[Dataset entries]

- - - - -

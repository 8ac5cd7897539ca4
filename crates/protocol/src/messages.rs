use serde::{Deserialize, Serialize};

// ---------------------------------------------------------------------------
// Request payloads
// ---------------------------------------------------------------------------

/// Asks the service to assemble a session's chunks into the final artifact.
#[derive(Debug, Clone, PartialEq, Eq, Serialize, Deserialize)]
#[serde(rename_all = "camelCase")]
pub struct FinalizeRequest {
    pub original_filename: String,
    pub total_chunks: usize,
    pub session_id: String,
    pub target_path: String,
    /// Expected size of the assembled file.
    pub file_size: u64,
}

/// Requests removal of a session's partial chunks.
#[derive(Debug, Clone, PartialEq, Eq, Serialize, Deserialize)]
#[serde(rename_all = "camelCase")]
pub struct AbortRequest {
    pub session_id: String,
    pub filename: String,
    pub target_path: String,
}

// ---------------------------------------------------------------------------
// Response payloads
// ---------------------------------------------------------------------------

/// Acknowledges a stored chunk.
#[derive(Debug, Clone, PartialEq, Eq, Serialize, Deserialize)]
#[serde(rename_all = "camelCase")]
pub struct ChunkReceipt {
    pub chunk_index: usize,
    pub bytes_received: u64,
    #[serde(default, skip_serializing_if = "String::is_empty")]
    pub checksum: String,
}
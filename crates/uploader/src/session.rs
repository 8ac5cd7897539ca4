//! Upload session identity, chunk naming and the finalize step.

use std::collections::HashMap;
use std::sync::{Arc, Mutex};

use rand::Rng;
use stowage_protocol::{AbortRequest, FileDescriptor, FinalizeRequest};
use tokio_util::sync::CancellationToken;
use tracing::{debug, info, warn};

use crate::backend::StorageBackend;
use crate::error::UploadError;
use crate::retry::RetryPolicy;

const SESSION_SUFFIX_LEN: usize = 9;

/// Allocates session ids and drives finalize/abort for each file.
pub struct SessionManager {
    backend: Arc<dyn StorageBackend>,
    retry: RetryPolicy,
    finalized: Mutex<HashMap<String, FileDescriptor>>,
}

impl SessionManager {
    pub fn new(backend: Arc<dyn StorageBackend>, retry: RetryPolicy) -> Self {
        Self {
            backend,
            retry,
            finalized: Mutex::new(HashMap::new()),
        }
    }

    /// Returns `<unix-millis>-<9 random base36 chars>`.
    pub fn new_session_id() -> String {
        let millis = chrono::Utc::now().timestamp_millis();
        let mut rng = rand::thread_rng();
        let suffix: String = (0..SESSION_SUFFIX_LEN)
            .filter_map(|_| char::from_digit(rng.gen_range(0..36), 36))
            .collect();
        format!("{millis}-{suffix}")
    }

    /// Name of chunk `index` inside the session's staging area.
    pub fn artifact_name(filename: &str, index: usize, session_id: &str) -> String {
        stowage_transfer::artifact_name(filename, index, session_id)
    }

    /// Previously recorded finalize result for a session.
    pub fn finalized(&self, session_id: &str) -> Option<FileDescriptor> {
        self.finalized
            .lock()
            .unwrap_or_else(|e| e.into_inner())
            .get(session_id)
            .cloned()
    }

    /// Combines the session's chunks, retrying transient failures.
    ///
    /// A session that already finalized returns its recorded descriptor
    /// without another backend call.
    pub async fn finalize(
        &self,
        req: FinalizeRequest,
        token: String,
        cancel: &CancellationToken,
    ) -> Result<FileDescriptor, UploadError> {
        if let Some(desc) = self.finalized(&req.session_id) {
            debug!(session = %req.session_id, "finalize already done");
            return Ok(desc);
        }

        let mut attempt = 0u32;
        loop {
            attempt += 1;
            let result = tokio::select! {
                biased;
                _ = cancel.cancelled() => return Err(UploadError::Aborted),
                result = self.backend.finalize(req.clone(), token.clone()) => result,
            };

            match result {
                Ok(desc) => {
                    info!(
                        session = %req.session_id,
                        file = %desc.path,
                        size = desc.size,
                        attempt,
                        "upload finalized"
                    );
                    self.finalized
                        .lock()
                        .unwrap_or_else(|e| e.into_inner())
                        .insert(req.session_id.clone(), desc.clone());
                    return Ok(desc);
                }
                Err(e) if self.retry.should_retry(attempt, &e) => {
                    let delay = self.retry.delay_for_retry(attempt);
                    warn!(
                        session = %req.session_id,
                        attempt,
                        delay_ms = delay.as_millis() as u64,
                        error = %e,
                        "finalize failed, retrying"
                    );
                    tokio::select! {
                        _ = cancel.cancelled() => return Err(UploadError::Aborted),
                        _ = tokio::time::sleep(delay) => {}
                    }
                }
                Err(e) => {
                    warn!(session = %req.session_id, attempt, error = %e, "finalize failed");
                    return Err(UploadError::Finalize(e.to_string()));
                }
            }
        }
    }

    /// Asks the backend to drop a session's partial chunks. Failures are logged.
    pub async fn abort(&self, req: AbortRequest, token: String) {
        let session = req.session_id.clone();
        match self.backend.abort(req, token).await {
            Ok(()) => debug!(session = %session, "partial chunks discarded"),
            Err(e) => warn!(session = %session, error = %e, "abort request failed"),
        }
    }
}
//! Chunk planning, progress accounting and server-side chunk assembly.
//!
//! Everything here is synchronous; async callers run the file I/O through
//! `spawn_blocking`.

mod chunked;
mod format;
mod planner;
mod progress;
mod validation;

pub use chunked::{ChunkStore, artifact_name, checksum_bytes, read_range, staging_dir};
pub use format::{format_eta, format_file_size, format_speed};
pub use planner::{ChunkRange, chunk_count, plan_chunks};
pub use progress::{FileProgress, ProgressSnapshot, SpeedCalculator};
pub use validation::{DEFAULT_MAX_FILE_SIZE_MB, MAX_FILENAME_LEN, validate_file, validate_target_path};

/// Default chunk size: 3 MiB.
pub const DEFAULT_CHUNK_SIZE: u64 = 3 * 1024 * 1024;

/// Errors produced by the transfer crate.
#[derive(Debug, thiserror::Error)]
pub enum TransferError {
    #[error("I/O error: {0}")]
    Io(#[from] std::io::Error),

    #[error("invalid chunk size: {0}")]
    InvalidChunkSize(u64),

    #[error("file is empty")]
    EmptyFile,

    #[error("invalid file name: {0}")]
    InvalidName(String),

    #[error("invalid path: {0}")]
    InvalidPath(String),

    #[error("file size too large, maximum allowed size is {max_mb}MB")]
    FileTooLarge { size: u64, max_mb: u64 },

    #[error("checksum mismatch for chunk {0}")]
    ChecksumMismatch(usize),

    #[error("missing chunk {index} of {total}")]
    MissingChunk { index: usize, total: usize },

    #[error("size mismatch: expected {expected} bytes, assembled {actual}")]
    SizeMismatch { expected: u64, actual: u64 },
}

- - - - -

Could you return all of the entries exactly as they stand?

repository 8ac5cd7897539ca4
filename crates/protocol/src/messages.rs
use serde::{Deserialize, Serialize};

// ---------------------------------------------------------------------------
// Request payloads
// ---------------------------------------------------------------------------

/// Asks the service to assemble a session's chunks into the final artifact.
#[derive(Debug, Clone, PartialEq, Eq, Serialize, Deserialize)]
#[serde(rename_all = "camelCase")]
pub struct FinalizeRequest {
    pub original_filename: String,
    pub total_chunks: usize,
    pub session_id: String,
    pub target_path: String,
    /// Expected size of the assembled file.
    pub file_size: u64,
}

/// Requests removal of a session's partial chunks.
#[derive(Debug, Clone, PartialEq, Eq, Serialize, Deserialize)]
#[serde(rename_all = "camelCase")]
pub struct AbortRequest {
    pub session_id: String,
    pub filename: String,
    pub target_path: String,
}

// ---------------------------------------------------------------------------
// Response payloads
// ---------------------------------------------------------------------------

/// Acknowledges a stored chunk.
#[derive(Debug, Clone, PartialEq, Eq, Serialize, Deserialize)]
#[serde(rename_all = "camelCase")]
pub struct ChunkReceipt {
    pub chunk_index: usize,
    pub bytes_received: u64,
    #[serde(default, skip_serializing_if = "String::is_empty")]
    pub checksum: String,
}
filename crates/uploader/src/session.rs
repository 8ac5cd7897539ca4
//! Upload session identity, chunk naming and the finalize step.

use std::collections::HashMap;
use std::sync::{Arc, Mutex};

use rand::Rng;
use stowage_protocol::{AbortRequest, FileDescriptor, FinalizeRequest};
use tokio_util::sync::CancellationToken;
use tracing::{debug, info, warn};

use crate::backend::StorageBackend;
use crate::error::UploadError;
use crate::retry::RetryPolicy;

const SESSION_SUFFIX_LEN: usize = 9;

/// Allocates session ids and drives finalize/abort for each file.
pub struct SessionManager {
    backend: Arc<dyn StorageBackend>,
    retry: RetryPolicy,
    finalized: Mutex<HashMap<String, FileDescriptor>>,
}

impl SessionManager {
    pub fn new(backend: Arc<dyn StorageBackend>, retry: RetryPolicy) -> Self {
        Self {
            backend,
            retry,
            finalized: Mutex::new(HashMap::new()),
        }
    }

    /// Returns `<unix-millis>-<9 random base36 chars>`.
    pub fn new_session_id() -> String {
        let millis = chrono::Utc::now().timestamp_millis();
        let mut rng = rand::thread_rng();
        let suffix: String = (0..SESSION_SUFFIX_LEN)
            .filter_map(|_| char::from_digit(rng.gen_range(0..36), 36))
            .collect();
        format!("{millis}-{suffix}")
    }

    /// Name of chunk `index` inside the session's staging area.
    pub fn artifact_name(filename: &str, index: usize, session_id: &str) -> String {
        stowage_transfer::artifact_name(filename, index, session_id)
    }

    /// Previously recorded finalize result for a session.
    pub fn finalized(&self, session_id: &str) -> Option<FileDescriptor> {
        self.finalized
            .lock()
            .unwrap_or_else(|e| e.into_inner())
            .get(session_id)
            .cloned()
    }

    /// Combines the session's chunks, retrying transient failures.
    ///
    /// A session that already finalized returns its recorded descriptor
    /// without another backend call.
    pub async fn finalize(
        &self,
        req: FinalizeRequest,
        token: String,
        cancel: &CancellationToken,
    ) -> Result<FileDescriptor, UploadError> {
        if let Some(desc) = self.finalized(&req.session_id) {
            debug!(session = %req.session_id, "finalize already done");
            return Ok(desc);
        }

        let mut attempt = 0u32;
        loop {
            attempt += 1;
            let result = tokio::select! {
                biased;
                _ = cancel.cancelled() => return Err(UploadError::Aborted),
                result = self.backend.finalize(req.clone(), token.clone()) => result,
            };

            match result {
                Ok(desc) => {
                    info!(
                        session = %req.session_id,
                        file = %desc.path,
                        size = desc.size,
                        attempt,
                        "upload finalized"
                    );
                    self.finalized
                        .lock()
                        .unwrap_or_else(|e| e.into_inner())
                        .insert(req.session_id.clone(), desc.clone());
                    return Ok(desc);
                }
                Err(e) if self.retry.should_retry(attempt, &e) => {
                    let delay = self.retry.delay_for_retry(attempt);
                    warn!(
                        session = %req.session_id,
                        attempt,
                        delay_ms = delay.as_millis() as u64,
                        error = %e,
                        "finalize failed, retrying"
                    );
                    tokio::select! {
                        _ = cancel.cancelled() => return Err(UploadError::Aborted),
                        _ = tokio::time::sleep(delay) => {}
                    }
                }
                Err(e) => {
                    warn!(session = %req.session_id, attempt, error = %e, "finalize failed");
                    return Err(UploadError::Finalize(e.to_string()));
                }
            }
        }
    }

    /// Asks the backend to drop a session's partial chunks. Failures are logged.
    pub async fn abort(&self, req: AbortRequest, token: String) {
        let session = req.session_id.clone();
        match self.backend.abort(req, token).await {
            Ok(()) => debug!(session = %session, "partial chunks discarded"),
            Err(e) => warn!(session = %session, error = %e, "abort request failed"),
        }
    }
}
//! Chunk planning, progress accounting and server-side chunk assembly.
//!
//! Everything here is synchronous; async callers run the file I/O through
//! `spawn_blocking`.

mod chunked;
mod format;
mod planner;
mod progress;
mod validation;

pub use chunked::{ChunkStore, artifact_name, checksum_bytes, read_range, staging_dir};
pub use format::{format_eta, format_file_size, format_speed};
pub use planner::{ChunkRange, chunk_count, plan_chunks};
pub use progress::{FileProgress, ProgressSnapshot, SpeedCalculator};
pub use validation::{DEFAULT_MAX_FILE_SIZE_MB, MAX_FILENAME_LEN, validate_file, validate_target_path};

/// Default chunk size: 3 MiB.
pub const DEFAULT_CHUNK_SIZE: u64 = 3 * 1024 * 1024;

/// Errors produced by the transfer crate.
#[derive(Debug, thiserror::Error)]
pub enum TransferError {
    #[error("I/O error: {0}")]
    Io(#[from] std::io::Error),

    #[error("invalid chunk size: {0}")]
    InvalidChunkSize(u64),

    #[error("file is empty")]
    EmptyFile,

    #[error("invalid file name: {0}")]
    InvalidName(String),

    #[error("invalid path: {0}")]
    InvalidPath(String),

    #[error("file size too large, maximum allowed size is {max_mb}MB")]
    FileTooLarge { size: u64, max_mb: u64 },

    #[error("checksum mismatch for chunk {0}")]
    ChecksumMismatch(usize),

    #[error("missing chunk {index} of {total}")]
    MissingChunk { index: usize, total: usize },

    #[error("size mismatch: expected {expected} bytes, assembled {actual}")]
    SizeMismatch { expected: u64, actual: u64 },
}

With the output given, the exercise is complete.